START Data for this exercise

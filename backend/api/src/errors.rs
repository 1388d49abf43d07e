//! Application-wide error types.
//!
//! [`AppError`] covers infrastructure failures (database, migrations,
//! configuration).  [`ApiError`] is the request-level taxonomy every handler
//! returns; its [`IntoResponse`] impl is the single place where error kinds
//! are mapped to HTTP status codes and JSON bodies.

use std::collections::BTreeMap;

use axum::{
    http::StatusCode,
    response::{IntoResponse, Response},
    Json,
};
use serde_json::json;
use thiserror::Error;
use tracing::error;

#[derive(Debug, Error)]
pub enum AppError {
    #[error("Database error: {0}")]
    Database(#[from] sqlx::Error),

    #[error("Migration error: {0}")]
    Migrate(#[from] sqlx::migrate::MigrateError),

    #[error("Configuration error: {0}")]
    Config(String),
}

pub type Result<T> = std::result::Result<T, AppError>;

/// Field name → human readable message, ordered for stable output.
pub type FieldErrors = BTreeMap<&'static str, String>;

/// A present field that failed a pattern check.
#[derive(Debug, Clone, Copy, PartialEq, Eq)]
pub enum FormatError {
    WalletAddress,
    TransactionHash,
    Email,
    VerificationStatus,
}

impl FormatError {
    pub fn message(self) -> &'static str {
        match self {
            Self::WalletAddress => "Invalid wallet address format",
            Self::TransactionHash => "Invalid transaction hash format",
            Self::Email => "Invalid email format",
            Self::VerificationStatus => "Invalid verification status",
        }
    }
}

/// Entities a request can reference.
#[derive(Debug, Clone, Copy, PartialEq, Eq)]
pub enum Entity {
    Campaign,
    Contribution,
    KycRecord,
    /// A contribution looked up by its on-chain transaction hash.
    Transaction,
}

impl Entity {
    pub fn not_found_message(self) -> &'static str {
        match self {
            Self::Campaign => "Campaign not found",
            Self::Contribution => "Contribution not found",
            Self::KycRecord => "KYC record not found",
            Self::Transaction => "Transaction not found",
        }
    }
}

#[derive(Debug, Error)]
pub enum ApiError {
    /// Required or conditionally-required fields are missing or invalid.
    #[error("Validation failed")]
    Validation(FieldErrors),

    #[error("{}", .0.message())]
    Format(FormatError),

    #[error("{}", .0.not_found_message())]
    NotFound(Entity),

    /// A query parameter or body field the operation cannot run without.
    #[error("{0}")]
    MissingParameter(&'static str),

    #[error("Request body could not be parsed: {0}")]
    BadRequest(String),

    #[error("Too many contribution attempts, please try again later.")]
    RateLimited { retry_after: String },

    #[error("Reviewer authorization required")]
    Unauthorized,

    /// The store rejected a read or write.  The backend message is passed
    /// through to the client.
    #[error("{context}: {source}")]
    Persistence {
        context: &'static str,
        #[source]
        source: sqlx::Error,
    },

    #[error("{context}: {message}")]
    Unexpected {
        context: &'static str,
        message: String,
    },
}

impl ApiError {
    pub fn persistence(context: &'static str, source: sqlx::Error) -> Self {
        Self::Persistence { context, source }
    }

    pub fn unexpected(context: &'static str, err: impl std::fmt::Display) -> Self {
        Self::Unexpected {
            context,
            message: err.to_string(),
        }
    }

    pub fn status_code(&self) -> StatusCode {
        match self {
            Self::Validation(_)
            | Self::Format(_)
            | Self::MissingParameter(_)
            | Self::BadRequest(_)
            | Self::Persistence { .. } => StatusCode::BAD_REQUEST,
            Self::NotFound(_) => StatusCode::NOT_FOUND,
            Self::RateLimited { .. } => StatusCode::TOO_MANY_REQUESTS,
            Self::Unauthorized => StatusCode::UNAUTHORIZED,
            Self::Unexpected { .. } => StatusCode::INTERNAL_SERVER_ERROR,
        }
    }
}

impl IntoResponse for ApiError {
    fn into_response(self) -> Response {
        let status = self.status_code();
        let body = match &self {
            Self::Validation(details) => json!({
                "error": "Validation failed",
                "details": details,
            }),
            Self::Format(kind) => json!({ "error": kind.message() }),
            Self::NotFound(entity) => json!({ "error": entity.not_found_message() }),
            Self::MissingParameter(msg) => json!({ "error": msg }),
            Self::BadRequest(message) => json!({
                "error": "Invalid request body",
                "message": message,
            }),
            Self::RateLimited { retry_after } => json!({
                "error": self.to_string(),
                "retryAfter": retry_after,
            }),
            Self::Unauthorized => json!({ "error": self.to_string() }),
            Self::Persistence { context, source } => {
                error!("{context}: {source}");
                json!({ "error": context, "message": source.to_string() })
            }
            Self::Unexpected { context, message } => {
                error!("{context}: {message}");
                json!({ "error": context, "message": message })
            }
        };
        (status, Json(body)).into_response()
    }
}
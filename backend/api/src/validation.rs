//! Request shapes and the validation rules applied to them before anything
//! touches the database.
//!
//! Validation is two-tier: required-field checks are aggregated into a single
//! [`FieldErrors`] map, and format checks (wallet address, transaction hash,
//! email) only run once that map is empty.  Each format failure is reported
//! on its own.

use serde::Deserialize;
use serde_json::Value;
use sha3::{Digest, Keccak256};

use crate::errors::{ApiError, FieldErrors, FormatError};
use crate::models::{NewContribution, NewKycRecord, VerificationStatus};

/// Contributions strictly above this amount must disclose occupation and
/// employer (FEC itemization threshold, USD).
pub const DISCLOSURE_THRESHOLD: f64 = 200.0;

// ─────────────────────────────────────────────────────────
// Request shapes
// ─────────────────────────────────────────────────────────

/// `POST /api/contributions` body.
#[derive(Debug, Default, Deserialize)]
pub struct ContributionRequest {
    pub campaign_id: Option<String>,
    /// Number or numeric string.
    pub amount: Option<Value>,
    pub currency: Option<String>,
    pub transaction_hash: Option<String>,
    pub wallet_address: Option<String>,
    pub donor_info: Option<Value>,
}

/// `POST /api/kyc` body.
#[derive(Debug, Default, Deserialize)]
pub struct KycSubmission {
    pub contribution_id: Option<String>,
    pub full_name: Option<String>,
    pub email: Option<String>,
    pub address: Option<String>,
    pub city: Option<String>,
    pub state: Option<String>,
    pub zip_code: Option<String>,
    pub country: Option<String>,
    pub occupation: Option<String>,
    pub employer: Option<String>,
}

/// `PUT /api/kyc` body.
#[derive(Debug, Default, Deserialize)]
pub struct ReviewRequest {
    pub kyc_id: Option<String>,
    pub verification_status: Option<String>,
    pub notes: Option<String>,
}

/// A review request that passed validation.
#[derive(Debug, Clone, PartialEq)]
pub struct ReviewDecision {
    pub kyc_id: String,
    pub status: VerificationStatus,
    pub notes: Option<String>,
}

// ─────────────────────────────────────────────────────────
// Contributions
// ─────────────────────────────────────────────────────────

/// Check and normalize a contribution request.  Campaign existence is
/// checked separately since it needs the store.
pub fn validate_contribution(req: ContributionRequest) -> Result<NewContribution, ApiError> {
    let campaign_id = present(req.campaign_id);
    let amount = req.amount.as_ref().and_then(parse_amount);
    let currency = present(req.currency);
    let wallet_address = present(req.wallet_address);

    let mut errors = FieldErrors::new();
    if campaign_id.is_none() {
        errors.insert("campaign_id", "Campaign ID is required".to_string());
    }
    if !amount.is_some_and(|a| a > 0.0) {
        errors.insert("amount", "Valid amount is required".to_string());
    }
    if currency.is_none() {
        errors.insert("currency", "Currency is required".to_string());
    }
    if wallet_address.is_none() {
        errors.insert("wallet_address", "Wallet address is required".to_string());
    }

    let (Some(campaign_id), Some(amount), Some(currency), Some(wallet_address)) =
        (campaign_id, amount, currency, wallet_address)
    else {
        return Err(ApiError::Validation(errors));
    };
    if !errors.is_empty() {
        return Err(ApiError::Validation(errors));
    }

    let wallet_address = normalize_wallet_address(&wallet_address)
        .ok_or(ApiError::Format(FormatError::WalletAddress))?;

    let transaction_hash = present(req.transaction_hash);
    if let Some(hash) = &transaction_hash {
        if !is_valid_transaction_hash(hash) {
            return Err(ApiError::Format(FormatError::TransactionHash));
        }
    }

    Ok(NewContribution {
        campaign_id,
        amount,
        currency: currency.to_uppercase(),
        transaction_hash,
        wallet_address,
        donor_info: req.donor_info.filter(|v| !v.is_null()),
    })
}

/// Accept a JSON number or a numeric string.  Anything else, including
/// non-finite values, is treated as missing.
pub fn parse_amount(raw: &Value) -> Option<f64> {
    let amount = match raw {
        Value::Number(n) => n.as_f64(),
        Value::String(s) => s.trim().parse::<f64>().ok(),
        _ => None,
    }?;
    amount.is_finite().then_some(amount)
}

/// Canonical lower-case `0x…` form of a wallet address, or `None` when the
/// input is not one.
///
/// Accepted spellings:
/// * 40 hex digits with an optional `0x` prefix.  Mixed-case input must
///   carry a valid EIP-55 checksum; all-lower and all-upper input is taken
///   as is.
/// * An ICAP direct address (`XE` + two check digits + 30-31 base-36
///   digits) whose IBAN checksum holds and whose value fits in 160 bits.
pub fn normalize_wallet_address(address: &str) -> Option<String> {
    if address.starts_with("XE") {
        return icap_to_hex(address).map(|hex| format!("0x{hex}"));
    }

    let body = address.strip_prefix("0x").unwrap_or(address);
    if body.len() != 40 || hex::decode(body).is_err() {
        return None;
    }

    let has_lower = body.bytes().any(|b| b.is_ascii_lowercase());
    let has_upper = body.bytes().any(|b| b.is_ascii_uppercase());
    if has_lower && has_upper && body != eip55_checksum(body) {
        return None;
    }
    Some(format!("0x{}", body.to_ascii_lowercase()))
}

fn icap_to_hex(icap: &str) -> Option<String> {
    let body = icap.strip_prefix("XE")?;
    if !(32..=33).contains(&body.len()) || !body.bytes().all(|b| b.is_ascii_alphanumeric()) {
        return None;
    }
    let (check, bban) = body.split_at(2);
    if check != iban_checksum(bban) {
        return None;
    }

    // Big-endian base-36 → 160-bit conversion; overflow means no address.
    let mut value = [0u8; 20];
    for c in bban.chars() {
        let mut carry = c.to_digit(36)?;
        for byte in value.iter_mut().rev() {
            let acc = u32::from(*byte) * 36 + carry;
            *byte = (acc & 0xff) as u8;
            carry = acc >> 8;
        }
        if carry != 0 {
            return None;
        }
    }
    Some(hex::encode(value))
}

/// ISO 13616 check digits for an `XE` account identifier.
fn iban_checksum(bban: &str) -> String {
    let remainder = bban
        .chars()
        .chain("XE00".chars())
        .filter_map(|c| c.to_digit(36))
        .fold(0u32, |rem, d| {
            if d < 10 {
                (rem * 10 + d) % 97
            } else {
                (rem * 100 + d) % 97
            }
        });
    format!("{:02}", 98 - remainder)
}

fn eip55_checksum(body: &str) -> String {
    let lower = body.to_ascii_lowercase();
    let hash = Keccak256::digest(lower.as_bytes());
    lower
        .chars()
        .enumerate()
        .map(|(i, c)| {
            let byte = hash[i / 2];
            let nibble = if i % 2 == 0 { byte >> 4 } else { byte & 0x0f };
            if c.is_ascii_alphabetic() && nibble >= 8 {
                c.to_ascii_uppercase()
            } else {
                c
            }
        })
        .collect()
}

/// `^0x[a-fA-F0-9]{64}$`
pub fn is_valid_transaction_hash(hash: &str) -> bool {
    hash.strip_prefix("0x")
        .is_some_and(|body| body.len() == 64 && hex::decode(body).is_ok())
}

// ─────────────────────────────────────────────────────────
// KYC
// ─────────────────────────────────────────────────────────

pub fn requires_employment_disclosure(amount: f64) -> bool {
    amount > DISCLOSURE_THRESHOLD
}

/// Collect every missing required field.  `contribution_amount` is the
/// amount of the linked contribution when it could be found; above the
/// disclosure threshold occupation and employer join the required set.
pub fn kyc_field_errors(sub: &KycSubmission, contribution_amount: Option<f64>) -> FieldErrors {
    let required: [(&'static str, &Option<String>, &str); 8] = [
        ("contribution_id", &sub.contribution_id, "Contribution ID is required"),
        ("full_name", &sub.full_name, "Full name is required"),
        ("email", &sub.email, "Email is required"),
        ("address", &sub.address, "Address is required"),
        ("city", &sub.city, "City is required"),
        ("state", &sub.state, "State is required"),
        ("zip_code", &sub.zip_code, "ZIP code is required"),
        ("country", &sub.country, "Country is required"),
    ];

    let mut errors = FieldErrors::new();
    for (field, value, message) in required {
        if is_blank(value) {
            errors.insert(field, message.to_string());
        }
    }

    if contribution_amount.is_some_and(requires_employment_disclosure) {
        if is_blank(&sub.occupation) {
            errors.insert(
                "occupation",
                "Occupation is required for contributions over $200".to_string(),
            );
        }
        if is_blank(&sub.employer) {
            errors.insert(
                "employer",
                "Employer is required for contributions over $200".to_string(),
            );
        }
    }
    errors
}

/// Full KYC validation: required fields, disclosure rule, then email format.
pub fn validate_kyc(
    sub: KycSubmission,
    contribution_amount: Option<f64>,
) -> Result<NewKycRecord, ApiError> {
    let errors = kyc_field_errors(&sub, contribution_amount);
    if !errors.is_empty() {
        return Err(ApiError::Validation(errors));
    }

    let field = |value: Option<String>| value.unwrap_or_default();
    let email = field(sub.email);
    if !is_valid_email(&email) {
        return Err(ApiError::Format(FormatError::Email));
    }

    Ok(NewKycRecord {
        contribution_id: field(sub.contribution_id),
        full_name: field(sub.full_name),
        email,
        address: field(sub.address),
        city: field(sub.city),
        state: field(sub.state),
        zip_code: field(sub.zip_code),
        country: field(sub.country),
        occupation: present(sub.occupation),
        employer: present(sub.employer),
    })
}

/// `local@domain.tld`: no whitespace, one `@`, and a dot inside the domain
/// with text on both sides of it.
pub fn is_valid_email(email: &str) -> bool {
    if email.chars().any(char::is_whitespace) {
        return false;
    }
    let Some((local, domain)) = email.split_once('@') else {
        return false;
    };
    if local.is_empty() || domain.contains('@') {
        return false;
    }
    domain
        .char_indices()
        .any(|(i, c)| c == '.' && i > 0 && i + 1 < domain.len())
}

pub fn validate_review(req: ReviewRequest) -> Result<ReviewDecision, ApiError> {
    let (Some(kyc_id), Some(raw_status)) = (present(req.kyc_id), present(req.verification_status))
    else {
        return Err(ApiError::MissingParameter(
            "KYC ID and verification status are required",
        ));
    };
    let status = VerificationStatus::parse(&raw_status)
        .ok_or(ApiError::Format(FormatError::VerificationStatus))?;

    Ok(ReviewDecision {
        kyc_id,
        status,
        notes: present(req.notes),
    })
}

// ─────────────────────────────────────────────────────────
// Helpers
// ─────────────────────────────────────────────────────────

/// Empty strings count as missing.
fn present(value: Option<String>) -> Option<String> {
    value.filter(|s| !s.is_empty())
}

fn is_blank(value: &Option<String>) -> bool {
    value.as_deref().map_or(true, str::is_empty)
}

// ─────────────────────────────────────────────────────────
// Unit tests
// ─────────────────────────────────────────────────────────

END Data for this exercise

[Try it] Say how many lines of the entries hold the string "failed". Nothing but the number should be given.

[Answer below] 3